Required action ->
Report every line in the listing below where the string "HashMap" shows up.

──────────────────────────────

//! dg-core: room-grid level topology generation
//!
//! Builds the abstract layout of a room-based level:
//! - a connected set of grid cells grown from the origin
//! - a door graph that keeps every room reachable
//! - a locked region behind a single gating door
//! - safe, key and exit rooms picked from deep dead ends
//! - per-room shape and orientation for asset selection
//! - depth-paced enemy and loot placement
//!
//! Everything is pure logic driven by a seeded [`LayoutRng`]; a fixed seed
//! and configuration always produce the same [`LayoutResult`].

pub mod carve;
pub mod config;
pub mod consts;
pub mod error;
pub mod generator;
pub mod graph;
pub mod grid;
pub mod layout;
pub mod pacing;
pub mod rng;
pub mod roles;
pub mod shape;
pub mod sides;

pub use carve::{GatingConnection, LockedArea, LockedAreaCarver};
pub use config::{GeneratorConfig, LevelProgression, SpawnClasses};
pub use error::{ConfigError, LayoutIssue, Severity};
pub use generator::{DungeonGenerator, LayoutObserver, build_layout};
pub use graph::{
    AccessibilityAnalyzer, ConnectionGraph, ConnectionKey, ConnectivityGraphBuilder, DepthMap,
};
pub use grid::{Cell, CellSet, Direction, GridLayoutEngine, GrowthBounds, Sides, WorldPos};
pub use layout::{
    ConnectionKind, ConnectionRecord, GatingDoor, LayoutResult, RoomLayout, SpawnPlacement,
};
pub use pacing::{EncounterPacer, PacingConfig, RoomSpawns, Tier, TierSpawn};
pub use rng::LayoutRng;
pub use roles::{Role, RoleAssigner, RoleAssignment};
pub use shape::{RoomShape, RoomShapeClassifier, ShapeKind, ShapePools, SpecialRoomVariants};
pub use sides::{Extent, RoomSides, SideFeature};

──────────────────────────────

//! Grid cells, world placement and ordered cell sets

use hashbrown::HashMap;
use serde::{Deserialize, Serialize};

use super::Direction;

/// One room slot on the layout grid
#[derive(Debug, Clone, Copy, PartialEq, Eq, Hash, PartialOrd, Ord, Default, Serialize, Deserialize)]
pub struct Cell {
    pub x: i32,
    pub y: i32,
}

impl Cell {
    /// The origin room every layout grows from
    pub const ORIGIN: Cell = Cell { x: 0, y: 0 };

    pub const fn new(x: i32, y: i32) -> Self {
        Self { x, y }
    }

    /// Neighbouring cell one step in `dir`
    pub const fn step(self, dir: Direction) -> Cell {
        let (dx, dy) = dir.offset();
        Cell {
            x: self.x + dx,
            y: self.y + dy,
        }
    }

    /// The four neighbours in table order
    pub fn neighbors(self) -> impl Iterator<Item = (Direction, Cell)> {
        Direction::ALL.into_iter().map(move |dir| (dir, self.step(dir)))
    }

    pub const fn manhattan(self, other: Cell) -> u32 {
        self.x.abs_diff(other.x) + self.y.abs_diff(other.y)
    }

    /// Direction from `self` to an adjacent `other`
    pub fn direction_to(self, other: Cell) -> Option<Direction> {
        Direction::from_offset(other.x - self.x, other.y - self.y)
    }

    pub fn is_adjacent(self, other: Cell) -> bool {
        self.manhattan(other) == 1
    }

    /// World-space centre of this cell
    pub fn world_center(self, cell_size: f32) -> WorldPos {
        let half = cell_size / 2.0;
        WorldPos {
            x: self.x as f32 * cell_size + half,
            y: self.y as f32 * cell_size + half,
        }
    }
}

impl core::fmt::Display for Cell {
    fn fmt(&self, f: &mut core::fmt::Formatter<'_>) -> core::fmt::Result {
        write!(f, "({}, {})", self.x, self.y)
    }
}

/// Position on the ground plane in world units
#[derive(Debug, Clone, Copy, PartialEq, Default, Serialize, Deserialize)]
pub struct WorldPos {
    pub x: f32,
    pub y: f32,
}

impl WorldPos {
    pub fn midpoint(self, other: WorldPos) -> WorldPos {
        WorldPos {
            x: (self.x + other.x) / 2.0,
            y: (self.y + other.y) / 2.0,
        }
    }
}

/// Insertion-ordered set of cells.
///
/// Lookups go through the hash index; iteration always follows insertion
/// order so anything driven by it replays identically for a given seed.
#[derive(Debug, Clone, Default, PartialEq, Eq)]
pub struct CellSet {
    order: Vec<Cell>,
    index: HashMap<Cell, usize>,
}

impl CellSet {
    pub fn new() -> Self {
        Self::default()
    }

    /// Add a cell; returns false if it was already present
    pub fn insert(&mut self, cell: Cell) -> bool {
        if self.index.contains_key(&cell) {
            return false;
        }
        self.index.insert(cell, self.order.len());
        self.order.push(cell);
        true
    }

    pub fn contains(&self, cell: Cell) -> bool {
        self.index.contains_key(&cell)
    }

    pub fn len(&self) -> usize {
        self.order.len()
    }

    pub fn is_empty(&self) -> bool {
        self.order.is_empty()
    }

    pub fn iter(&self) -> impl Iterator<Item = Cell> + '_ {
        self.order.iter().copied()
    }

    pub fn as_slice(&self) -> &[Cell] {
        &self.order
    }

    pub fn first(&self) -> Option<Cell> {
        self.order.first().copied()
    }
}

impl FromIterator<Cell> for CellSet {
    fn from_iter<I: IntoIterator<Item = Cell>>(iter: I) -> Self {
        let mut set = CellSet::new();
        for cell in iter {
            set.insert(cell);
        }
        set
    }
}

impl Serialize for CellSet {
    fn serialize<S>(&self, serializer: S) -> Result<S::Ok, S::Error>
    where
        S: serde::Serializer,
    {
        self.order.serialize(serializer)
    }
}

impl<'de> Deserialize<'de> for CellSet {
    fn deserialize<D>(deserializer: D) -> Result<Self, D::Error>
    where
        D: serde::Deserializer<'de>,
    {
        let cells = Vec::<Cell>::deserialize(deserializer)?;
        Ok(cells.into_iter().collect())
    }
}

──────────────────────────────

Exercise answer ->
use hashbrown::HashMap;
    index: HashMap<Cell, usize>,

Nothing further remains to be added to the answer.